======== Data under study

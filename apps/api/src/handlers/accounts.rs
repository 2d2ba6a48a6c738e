use axum::Json;
use axum::extract::{Path, Query, State};
use axum::http::StatusCode;
use serde_json::Value;
use warden_application::{FormSubmission, GridRequest};
use warden_domain::{AccountId, FormMode};

use crate::dto::{
    AccountResponse, DetailScreenResponse, FormQueryParams, FormScreenResponse, GridQueryParams,
    GridScreenResponse,
};
use crate::error::ApiResult;
use crate::state::AppState;

pub async fn list_accounts_handler(
    State(state): State<AppState>,
    Query(params): Query<GridQueryParams>,
) -> ApiResult<Json<GridScreenResponse>> {
    let screen = state
        .account_admin_service
        .grid_screen(GridRequest::try_from(params)?)
        .await?;

    Ok(Json(GridScreenResponse::from(screen)))
}

pub async fn account_form_handler(
    State(state): State<AppState>,
    Query(params): Query<FormQueryParams>,
) -> ApiResult<Json<FormScreenResponse>> {
    let screen = state
        .account_admin_service
        .form_screen(FormMode::try_from(params)?)
        .await?;

    Ok(Json(FormScreenResponse::from(screen)))
}

pub async fn account_detail_handler(
    State(state): State<AppState>,
    Path(account_id): Path<i64>,
) -> ApiResult<Json<DetailScreenResponse>> {
    let screen = state
        .account_admin_service
        .detail_screen(AccountId::new(account_id))
        .await?;

    Ok(Json(DetailScreenResponse::from(screen)))
}

pub async fn create_account_handler(
    State(state): State<AppState>,
    Json(payload): Json<Value>,
) -> ApiResult<(StatusCode, Json<AccountResponse>)> {
    let account = state
        .account_admin_service
        .save(FormMode::Creating, FormSubmission::from_json(payload)?)
        .await?;

    Ok((StatusCode::CREATED, Json(AccountResponse::from(account))))
}

pub async fn update_account_handler(
    State(state): State<AppState>,
    Path(account_id): Path<i64>,
    Json(payload): Json<Value>,
) -> ApiResult<Json<AccountResponse>> {
    let account = state
        .account_admin_service
        .save(
            FormMode::Editing(account_id),
            FormSubmission::from_json(payload)?,
        )
        .await?;

    Ok(Json(AccountResponse::from(account)))
}

pub async fn delete_account_handler(
    State(state): State<AppState>,
    Path(account_id): Path<i64>,
) -> ApiResult<StatusCode> {
    state
        .account_admin_service
        .delete(AccountId::new(account_id))
        .await?;

    Ok(StatusCode::NO_CONTENT)
}
use sqlx::PgPool;
use warden_application::{AccountAdminService, MenuService, RoleAdminService};

/// Shared application state.
#[derive(Clone)]
pub struct AppState {
    pub account_admin_service: AccountAdminService,
    pub role_admin_service: RoleAdminService,
    pub menu_service: MenuService,
    pub postgres_pool: Option<PgPool>,
    pub redis_client: Option<redis::Client>,
}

================

Task prompt: Sift the material for lines that include the word "MenuService", and copy each one.

Result for this task:
use warden_application::{AccountAdminService, MenuService, RoleAdminService};
    pub menu_service: MenuService,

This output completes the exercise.